Utah’s minimum wage is $7.25 per hour, or $15,080 annually; a person on that salary would have to work 76 hours a week to be able to afford a small one-bedroom apartment in Utah.

Speaking to The Hill newspaper on Monday, Chaffetz said, “I flat-out cannot afford a mortgage in Utah, kids in college, and a second place here in Washington, D.C.” Chaffetz is one of several lawmakers who sleeps in his office when in D.C.

Members of Congress earn $174,000 annually. As of 2014, Chaffetz had an estimated net worth of $569,006, according to the Center for Responsive Politics. An analysis by CRP found that the average net worth for a member of Congress in 2013 was more than $1 million. Chaffetz’s office did not respond to TYT Politics’ request for comment.

In Chaffetz’s home state, thousands of residents can’t afford one home, let alone two. “We have a number of people paying over 50 percent of their income to housing,” the Utah Housing Coalition’s executive director Tara Rollins told Salt Lake City’s Fox affiliate this month. “It’s discouraging and I think what’s most discouraging is the thought that people aren’t working hard enough. People are working extremely hard and unfortunately, there are a lot of jobs that are only hiring part-time so they have to have multiple jobs to make ends meet.”

There is a more than 2,000-person waiting list in Utah County for affordable housing, Lynell Smith, director of the Utah County Housing Authority, told  Provo’s Daily Herald. “It’s about a two-year wait, which is so unfortunate. The people need help now, not in two years.”

Chaffetz’s legislative record also hurts potential homebuyers other than his constituents. He co-sponsored national legislation to kill the Consumer Financial Protection Bureau, which regulates companies that provide services like credit cards or mortgages.

In 2011, Chaffetz touted legislation to kill the Affordable Housing Trust Fund, a pool of money by mortgage financiers Fannie Mae and Freddie Mac to provide housing relief for low-income Americans.

“With Fannie and Freddie under federal government conservatorship and losing billions of dollars a quarter, there is no need to have an additional requirement on them to send a portion of their revenue to special interest groups at the expense of American taxpayers,” reads a 2011 press release from Chaffetz’s office.

The legislation was not successful, however, and the Housing Trust Fund became a source of sorely needed funding. Four years later, Chaffetz voted for legislation that would have diverted money from the fund.
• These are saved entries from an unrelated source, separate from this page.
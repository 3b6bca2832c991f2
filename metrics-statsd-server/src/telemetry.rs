use std::sync::atomic::{AtomicU64, Ordering::Relaxed};

/// Daemon telemetry.
///
/// `Telemetry` collects information about the daemon's own behavior: how many packets it has received, how many updates
/// were applied or rejected, how many flushes ran, and how the sends to downstream sinks went. It is shared between the
/// receive loop and the flush task.
#[derive(Default)]
pub(crate) struct Telemetry {
    packets_received: AtomicU64,
    bytes_received: AtomicU64,
    receive_errors: AtomicU64,
    updates_applied: AtomicU64,
    parse_errors: AtomicU64,
    flushes: AtomicU64,
    flush_panics: AtomicU64,
    sends_succeeded: AtomicU64,
    sends_failed: AtomicU64,
}

impl Telemetry {
    /// Tracks a received datagram.
    pub fn track_packet_received(&self, bytes_len: usize) {
        self.packets_received.fetch_add(1, Relaxed);
        self.bytes_received.fetch_add(bytes_len as u64, Relaxed);
    }

    /// Tracks a failed receive call.
    pub fn track_receive_error(&self) {
        self.receive_errors.fetch_add(1, Relaxed);
    }

    /// Tracks the outcome of processing a single datagram.
    pub fn track_updates(&self, applied: usize, parse_errors: usize) {
        self.updates_applied.fetch_add(applied as u64, Relaxed);
        self.parse_errors.fetch_add(parse_errors as u64, Relaxed);
    }

    /// Tracks a completed flush.
    pub fn track_flush(&self, sends_succeeded: usize, sends_failed: usize) {
        self.flushes.fetch_add(1, Relaxed);
        self.sends_succeeded.fetch_add(sends_succeeded as u64, Relaxed);
        self.sends_failed.fetch_add(sends_failed as u64, Relaxed);
    }

    /// Tracks a flush that panicked before completing.
    pub fn track_flush_panic(&self) {
        self.flushes.fetch_add(1, Relaxed);
        self.flush_panics.fetch_add(1, Relaxed);
    }

    /// Takes a point-in-time copy of every counter.
    pub fn snapshot(&self) -> TelemetrySnapshot {
        TelemetrySnapshot {
            packets_received: self.packets_received.load(Relaxed),
            bytes_received: self.bytes_received.load(Relaxed),
            receive_errors: self.receive_errors.load(Relaxed),
            updates_applied: self.updates_applied.load(Relaxed),
            parse_errors: self.parse_errors.load(Relaxed),
            flushes: self.flushes.load(Relaxed),
            flush_panics: self.flush_panics.load(Relaxed),
            sends_succeeded: self.sends_succeeded.load(Relaxed),
            sends_failed: self.sends_failed.load(Relaxed),
        }
    }
}

/// Point-in-time copy of the daemon telemetry.
///
/// Counters are monotonic over the life of the daemon.
#[derive(Clone, Copy, Debug, Default, PartialEq, Eq)]
pub struct TelemetrySnapshot {
    /// Datagrams received.
    pub packets_received: u64,

    /// Bytes received across all datagrams.
    pub bytes_received: u64,

    /// Receive calls that failed with an error other than a timeout.
    pub receive_errors: u64,

    /// Metric updates applied to an aggregation table.
    pub updates_applied: u64,

    /// Metric fields rejected as malformed.
    pub parse_errors: u64,

    /// Flushes attempted, whether or not they succeeded.
    pub flushes: u64,

    /// Flushes that panicked while formatting or sending.
    pub flush_panics: u64,

    /// Payloads successfully written to a sink host.
    pub sends_succeeded: u64,

    /// Payloads that could not be written to a sink host.
    pub sends_failed: u64,
}

#[cfg(test)]
mod tests {
    use super::{Telemetry, TelemetrySnapshot};

    #[test]
    fn snapshot_reflects_updates() {
        let telemetry = Telemetry::default();
        assert_eq!(telemetry.snapshot(), TelemetrySnapshot::default());

        telemetry.track_packet_received(12);
        telemetry.track_packet_received(30);
        telemetry.track_receive_error();
        telemetry.track_updates(3, 1);
        telemetry.track_flush(2, 1);
        telemetry.track_flush_panic();

        assert_eq!(
            telemetry.snapshot(),
            TelemetrySnapshot {
                packets_received: 2,
                bytes_received: 42,
                receive_errors: 1,
                updates_applied: 3,
                parse_errors: 1,
                flushes: 2,
                flush_panics: 1,
                sends_succeeded: 2,
                sends_failed: 1,
            }
        );
    }
}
In 2016, $3 million of the Housing Trust Fund’s $174 million pool was allocated for Utah. The same amount was allocated for the District of Columbia.

Last month, President Donald Trump proposed cutting the fund entirely.

Kriston Capps at CityLab wrote: “The Housing Trust Fund is not remotely adequate for solving the growing problem of worst-case housing needs. But it was a flexible funding source, driven by local partners to help families with few to no other options… In many communities, it served as a source of gap funding to create more-deeply affordable housing in inclusionary developments.”


By Naomi LaChance

Naomi LaChance is a reporter at TYT Politics, where she covers government and corporate accountability. She previously worked at the Intercept and NPR.